In August 2025, Jones was in conversation with museum leader Jennifer Francis as the closing event of the London exhibition Carnivalesque – Body, Mind and Spirit (curated by Onyekachi Wambu), ahead of the UK premiere at the 198 Gallery in Brixton of the 50-minute documentary film directed by Souleyman Garcia, The Bigger Picture: Visions of Ben Jones.

==Selected exhibitions==
Jones has held a large number of solo shows in the United States and internationally since the 1970s, including exhibitions at the Studio Museum in Harlem (1973), Howard University (1976), Newark Museum (1984), Rene Portocarrero Gallery, Havana, Cuba (1993), and over the decades in England, France, Brazil, Italy, Spain, Germany, and South Africa.

A major retrospective entitled "Deliverance": The Art Of Ben Jones 1970–2008 was mounted in 2008 at the Jersey City Museum, curated by Ed Spriggs, and accompanied by a documentary video. Art critic Benjamin Genocchio reviewed the show for The New York Times, observing that Jones had "chosen to spend the better part of his career making art according to imperatives that have nothing to do with artistic fashion. That takes dedication. The second revelation is that he has produced many memorable, thought-provoking images that deserve to be a lot better known and appreciated."

In 2022, a new exhibition by Jones entitled The Bigger Picture was on show at the 198 Gallery in Brixton, London, featuring paintings, digital work, video and installation. As reviewer Leslie Manasseh stated: "Here you will see images and narratives of the major challenges facing the world such as racism and racial violence, poverty and inequality, environmental destruction, and the oppression of the poor and dispossessed. Their structure is complex and decoding the works takes time. But that's what Jones intends. He wants to make you think. And then he wants you to act."

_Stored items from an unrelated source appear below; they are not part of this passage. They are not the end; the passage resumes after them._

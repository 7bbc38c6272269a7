use serde::Serialize;

use crate::model::{AttendanceRecord, AttendanceStatus, GradeRecord, RosterEntry};

#[derive(Debug, Clone, Copy, Serialize, PartialEq, Eq)]
pub struct RosterStats {
    pub total_students: usize,
    pub total_classes: usize,
    pub average_per_class: u64,
}

/// Round half up. Inputs are never negative.
fn round_half_up(value: f64) -> u64 {
    (value + 0.5).floor() as u64
}

pub fn roster_stats(roster: &[RosterEntry], class_count: usize) -> RosterStats {
    let total_students = roster.len();
    let average_per_class = if class_count > 0 {
        round_half_up(total_students as f64 / class_count as f64)
    } else {
        0
    };
    RosterStats {
        total_students,
        total_classes: class_count,
        average_per_class,
    }
}

/// Percentage of records marked present, rounded; 0 with no records.
pub fn attendance_rate(records: &[AttendanceRecord]) -> u32 {
    if records.is_empty() {
        return 0;
    }
    let present = records
        .iter()
        .filter(|r| r.status == AttendanceStatus::Present)
        .count();
    round_half_up(100.0 * present as f64 / records.len() as f64) as u32
}

/// Mean grade points. Unknown letters count as zero, not as missing.
pub fn grade_average(records: &[GradeRecord]) -> f64 {
    if records.is_empty() {
        return 0.0;
    }
    let total: f64 = records.iter().map(|r| r.grade.points()).sum();
    total / records.len() as f64
}

#[cfg(test)]
mod tests {
    use super::*;
    use crate::model::{ClassSummary, Grade, StudentRef};
    use chrono::NaiveDate;

    fn attendance(statuses: &[AttendanceStatus]) -> Vec<AttendanceRecord> {
        statuses
            .iter()
            .enumerate()
            .map(|(i, s)| AttendanceRecord {
                date: NaiveDate::from_ymd_opt(2024, 11, 18 + i as u32).unwrap(),
                status: *s,
            })
            .collect()
    }

    fn grades(letters: &[&str]) -> Vec<GradeRecord> {
        letters
            .iter()
            .map(|g| GradeRecord {
                subject: "Math".into(),
                grade: Grade::from(*g),
            })
            .collect()
    }

    fn roster(n: usize) -> Vec<RosterEntry> {
        let class = ClassSummary {
            id: 1,
            name: "Algebra".into(),
            subject: "Math".into(),
            color: None,
        };
        (0..n)
            .map(|i| RosterEntry::new(StudentRef::new(i as i64, format!("S{i}")), &class))
            .collect()
    }

    #[test]
    fn empty_roster_has_zero_average() {
        let stats = roster_stats(&[], 0);
        assert_eq!(stats.average_per_class, 0);
        assert_eq!(stats.total_students, 0);
    }

    #[test]
    fn average_rounds_half_up() {
        assert_eq!(roster_stats(&roster(5), 2).average_per_class, 3);
        assert_eq!(roster_stats(&roster(7), 3).average_per_class, 2);
        assert_eq!(roster_stats(&roster(8), 3).average_per_class, 3);
        assert_eq!(roster_stats(&roster(3), 0).average_per_class, 0);
        let stats = roster_stats(&roster(4), 2);
        assert_eq!(stats.total_classes, 2);
        assert_eq!(stats.average_per_class, 2);
    }

    #[test]
    fn attendance_rate_rounds_percentage() {
        use AttendanceStatus::*;
        assert_eq!(attendance_rate(&attendance(&[Present, Present, Absent, Present])), 75);
        assert_eq!(attendance_rate(&attendance(&[Present, Absent, Absent])), 33);
        assert_eq!(attendance_rate(&attendance(&[Present, Present, Absent])), 67);
        assert_eq!(attendance_rate(&attendance(&[Present, Unknown])), 50);
        assert_eq!(attendance_rate(&[]), 0);
    }

    #[test]
    fn grade_average_maps_letters() {
        assert_eq!(grade_average(&grades(&["A", "B"])), 3.5);
        assert_eq!(grade_average(&grades(&["F", "D", "C"])), 1.0);
        assert_eq!(grade_average(&[]), 0.0);
    }

    #[test]
    fn unknown_letters_count_as_zero() {
        assert_eq!(grade_average(&grades(&["A", "E"])), 2.0);
        assert_eq!(grade_average(&grades(&["A+"])), 0.0);
    }
}
//! Projection output structures

use rust_decimal::Decimal;
use serde::{Deserialize, Serialize};

/// Chain-ladder projection for one origin period
#[derive(Debug, Clone, Serialize, Deserialize)]
pub struct ProjectionResult {
    /// Origin period (accident year)
    pub origin_period: i32,

    /// Latest observed development age
    pub latest_age: u32,

    /// Cumulative value at the latest observed age
    pub latest_value: Decimal,

    /// Projected ultimate loss: latest value developed through the tail
    pub ultimate_estimate: Decimal,

    /// IBNR reserve: ultimate minus latest value
    pub reserve: Decimal,

    /// A negative reserve is a legitimate output of the math; it is
    /// flagged for downstream review, never clamped to zero
    pub negative_reserve: bool,
}

/// An origin period whose projection was aborted by an invariant violation
#[derive(Debug, Clone, Serialize, Deserialize)]
pub struct SkippedOrigin {
    pub origin_period: i32,
    pub reason: String,
}

/// Totals across all projected origin periods
#[derive(Debug, Clone, Default, Serialize, Deserialize)]
pub struct ProjectionSummary {
    pub origin_count: usize,
    pub total_latest: Decimal,
    pub total_ultimate: Decimal,
    pub total_reserve: Decimal,
    pub negative_reserve_count: usize,
    pub skipped_count: usize,
}

impl ProjectionSummary {
    /// Aggregate per-origin results and skip records
    pub fn from_results(results: &[ProjectionResult], skipped: &[SkippedOrigin]) -> Self {
        let mut summary = ProjectionSummary {
            origin_count: results.len(),
            skipped_count: skipped.len(),
            ..Default::default()
        };
        for r in results {
            summary.total_latest += r.latest_value;
            summary.total_ultimate += r.ultimate_estimate;
            summary.total_reserve += r.reserve;
            if r.negative_reserve {
                summary.negative_reserve_count += 1;
            }
        }
        summary
    }
}

#[cfg(test)]
mod tests {
    use super::*;
    use rust_decimal_macros::dec;

    #[test]
    fn test_summary_totals() {
        let results = vec![
            ProjectionResult {
                origin_period: 2020,
                latest_age: 3,
                latest_value: dec!(160.00),
                ultimate_estimate: dec!(160.00),
                reserve: dec!(0.00),
                negative_reserve: false,
            },
            ProjectionResult {
                origin_period: 2021,
                latest_age: 2,
                latest_value: dec!(145.00),
                ultimate_estimate: dec!(159.50),
                reserve: dec!(14.50),
                negative_reserve: false,
            },
        ];

        let summary = ProjectionSummary::from_results(&results, &[]);
        assert_eq!(summary.origin_count, 2);
        assert_eq!(summary.total_latest, dec!(305.00));
        assert_eq!(summary.total_ultimate, dec!(319.50));
        assert_eq!(summary.total_reserve, dec!(14.50));
        assert_eq!(summary.negative_reserve_count, 0);
    }
}
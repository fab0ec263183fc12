//! Loss triangle construction from claim transactions
//!
//! A triangle maps (origin period, development age) to a cumulative monetary
//! total on a single basis. Cells with no transactions are absent, not zero,
//! so "no data" stays distinguishable from "zero loss". Triangles are built
//! once per analysis run and immutable afterwards.

use crate::claims::{Basis, ClaimTransaction, SegmentFilter};
use rust_decimal::Decimal;
use serde::{Deserialize, Serialize};
use std::collections::BTreeMap;

/// Cumulative loss triangle on a single basis
#[derive(Debug, Clone, Serialize, Deserialize)]
pub struct Triangle {
    basis: Basis,
    /// Cumulative value per development age, per origin period
    cells: BTreeMap<i32, BTreeMap<u32, Decimal>>,
}

impl Triangle {
    /// Aggregation basis this triangle was built on
    pub fn basis(&self) -> Basis {
        self.basis
    }

    /// Cumulative value at a cell, or None where no transactions landed
    pub fn value(&self, origin_period: i32, development_age: u32) -> Option<Decimal> {
        self.cells.get(&origin_period)?.get(&development_age).copied()
    }

    /// Origin periods present, ascending
    pub fn origin_periods(&self) -> impl Iterator<Item = i32> + '_ {
        self.cells.keys().copied()
    }

    /// Development ages present for one origin period, ascending
    pub fn ages(&self, origin_period: i32) -> impl Iterator<Item = u32> + '_ {
        self.cells
            .get(&origin_period)
            .into_iter()
            .flat_map(|row| row.keys().copied())
    }

    /// Latest observed (development age, cumulative value) for an origin period
    pub fn latest(&self, origin_period: i32) -> Option<(u32, Decimal)> {
        self.cells
            .get(&origin_period)?
            .iter()
            .next_back()
            .map(|(age, value)| (*age, *value))
    }

    /// Greatest development age observed anywhere in the triangle
    pub fn max_observed_age(&self) -> Option<u32> {
        self.cells
            .values()
            .filter_map(|row| row.keys().next_back().copied())
            .max()
    }

    /// Number of origin periods
    pub fn origin_count(&self) -> usize {
        self.cells.len()
    }

    pub fn is_empty(&self) -> bool {
        self.cells.is_empty()
    }

    /// Check the cumulative invariant: values non-decreasing in age per origin
    ///
    /// Holds whenever all underlying transaction amounts are non-negative.
    /// Returns the first violating (origin, age) if any.
    pub fn monotonicity_violation(&self) -> Option<(i32, u32)> {
        for (origin, row) in &self.cells {
            let mut prior: Option<Decimal> = None;
            for (age, value) in row {
                if let Some(p) = prior {
                    if *value < p {
                        return Some((*origin, *age));
                    }
                }
                prior = Some(*value);
            }
        }
        None
    }

    /// Iterate (origin period, age, cumulative value) over all cells
    pub fn iter(&self) -> impl Iterator<Item = (i32, u32, Decimal)> + '_ {
        self.cells.iter().flat_map(|(origin, row)| {
            row.iter().map(move |(age, value)| (*origin, *age, *value))
        })
    }
}

/// Builds a cumulative [`Triangle`] from additive claim transactions
///
/// Incremental amounts accumulate into cells first; `build()` then
/// prefix-sums each origin's cells in age order to produce cumulative
/// values. Transactions on the other basis, or outside the segment filter,
/// are ignored.
#[derive(Debug, Clone)]
pub struct TriangleBuilder {
    basis: Basis,
    segment: SegmentFilter,
    incremental: BTreeMap<i32, BTreeMap<u32, Decimal>>,
}

impl TriangleBuilder {
    pub fn new(basis: Basis) -> Self {
        Self {
            basis,
            segment: SegmentFilter::default(),
            incremental: BTreeMap::new(),
        }
    }

    /// Restrict aggregation to one line of business / geography segment
    pub fn with_segment(mut self, segment: SegmentFilter) -> Self {
        self.segment = segment;
        self
    }

    /// Accumulate a single transaction
    pub fn add(&mut self, txn: &ClaimTransaction) {
        if txn.basis != self.basis || !self.segment.matches(txn) {
            return;
        }
        let cell = self
            .incremental
            .entry(txn.origin_period)
            .or_default()
            .entry(txn.development_age)
            .or_insert(Decimal::ZERO);
        *cell += txn.amount;
    }

    /// Accumulate a sequence of transactions
    pub fn add_all<'a, I: IntoIterator<Item = &'a ClaimTransaction>>(&mut self, txns: I) {
        for txn in txns {
            self.add(txn);
        }
    }

    /// Finish: convert incremental cells to cumulative values
    pub fn build(self) -> Triangle {
        let cells = self
            .incremental
            .into_iter()
            .map(|(origin, row)| {
                let mut running = Decimal::ZERO;
                let cumulative = row
                    .into_iter()
                    .map(|(age, amount)| {
                        running += amount;
                        (age, running.round_dp(2))
                    })
                    .collect();
                (origin, cumulative)
            })
            .collect();

        Triangle {
            basis: self.basis,
            cells,
        }
    }
}

/// Build a cumulative triangle in one call
pub fn build_triangle(
    transactions: &[ClaimTransaction],
    basis: Basis,
    segment: &SegmentFilter,
) -> Triangle {
    let mut builder = TriangleBuilder::new(basis).with_segment(segment.clone());
    builder.add_all(transactions);
    builder.build()
}

#[cfg(test)]
mod tests {
    use super::*;
    use rust_decimal_macros::dec;

    fn txn(origin: i32, age: u32, amount: Decimal, basis: Basis) -> ClaimTransaction {
        ClaimTransaction::new(origin, age, amount, basis)
    }

    #[test]
    fn test_incremental_amounts_become_cumulative() {
        let txns = vec![
            txn(2020, 1, dec!(100.00), Basis::Paid),
            txn(2020, 2, dec!(45.00), Basis::Paid),
            txn(2020, 3, dec!(15.00), Basis::Paid),
        ];

        let tri = build_triangle(&txns, Basis::Paid, &SegmentFilter::default());

        assert_eq!(tri.value(2020, 1), Some(dec!(100.00)));
        assert_eq!(tri.value(2020, 2), Some(dec!(145.00)));
        assert_eq!(tri.value(2020, 3), Some(dec!(160.00)));
        assert_eq!(tri.latest(2020), Some((3, dec!(160.00))));
    }

    #[test]
    fn test_other_basis_is_ignored() {
        let txns = vec![
            txn(2020, 1, dec!(100.00), Basis::Paid),
            txn(2020, 1, dec!(500.00), Basis::Incurred),
        ];

        let tri = build_triangle(&txns, Basis::Paid, &SegmentFilter::default());
        assert_eq!(tri.value(2020, 1), Some(dec!(100.00)));
    }

    #[test]
    fn test_same_cell_transactions_accumulate() {
        let txns = vec![
            txn(2021, 1, dec!(60.00), Basis::Paid),
            txn(2021, 1, dec!(40.00), Basis::Paid),
        ];

        let tri = build_triangle(&txns, Basis::Paid, &SegmentFilter::default());
        assert_eq!(tri.value(2021, 1), Some(dec!(100.00)));
    }

    #[test]
    fn test_absent_cells_are_none_not_zero() {
        let txns = vec![
            txn(2020, 1, dec!(100.00), Basis::Paid),
            txn(2020, 3, dec!(20.00), Basis::Paid),
        ];

        let tri = build_triangle(&txns, Basis::Paid, &SegmentFilter::default());

        // Age 2 had no transactions: absent, even though cumulatively it
        // would sit between ages 1 and 3
        assert_eq!(tri.value(2020, 2), None);
        assert_eq!(tri.value(2020, 3), Some(dec!(120.00)));
        assert_eq!(tri.value(2019, 1), None);
    }

    #[test]
    fn test_reversal_reduces_cell() {
        let txns = vec![
            txn(2020, 1, dec!(100.00), Basis::Paid),
            txn(2020, 2, dec!(-30.00), Basis::Paid),
        ];

        let tri = build_triangle(&txns, Basis::Paid, &SegmentFilter::default());
        assert_eq!(tri.value(2020, 2), Some(dec!(70.00)));
        assert_eq!(tri.monotonicity_violation(), Some((2020, 2)));
    }

    #[test]
    fn test_monotone_for_nonnegative_amounts() {
        let txns: Vec<_> = (2020..2024)
            .flat_map(|origin| {
                (1..=4).map(move |age| {
                    txn(origin, age, Decimal::from(100 * age), Basis::Paid)
                })
            })
            .collect();

        let tri = build_triangle(&txns, Basis::Paid, &SegmentFilter::default());
        assert_eq!(tri.monotonicity_violation(), None);
        assert_eq!(tri.origin_count(), 4);
        assert_eq!(tri.max_observed_age(), Some(4));
    }

    #[test]
    fn test_segment_filter_restricts_cells() {
        let mut motor = txn(2020, 1, dec!(100.00), Basis::Paid);
        motor.line_of_business = Some("Motor".to_string());
        let mut property = txn(2020, 1, dec!(250.00), Basis::Paid);
        property.line_of_business = Some("Property".to_string());

        let segment = SegmentFilter {
            line_of_business: Some("Motor".to_string()),
            geography: None,
        };
        let tri = build_triangle(&[motor, property], Basis::Paid, &segment);

        assert_eq!(tri.value(2020, 1), Some(dec!(100.00)));
    }
}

His 2024 exhibition The Universe of Ben Jones reflects the focus of his career on interconnections between issues such as capitalism, the environment, and racism, displaying "how Jones's symbology has transcended global and local issues of ecology, technology, politics, and spirituality, making him the conscience of his generation and of today."

==Selected publications==
- 2008: With Amiri Baraka (ed.), The Art of Ben Jones 1970–2008 "Deliverance", ISBN 978-0979113017.
- 2011: The Art of Ben Jones: Evolution – Revolution, 2011 – accompanying exhibition at Rich Mix Centre for the Arts, London, England.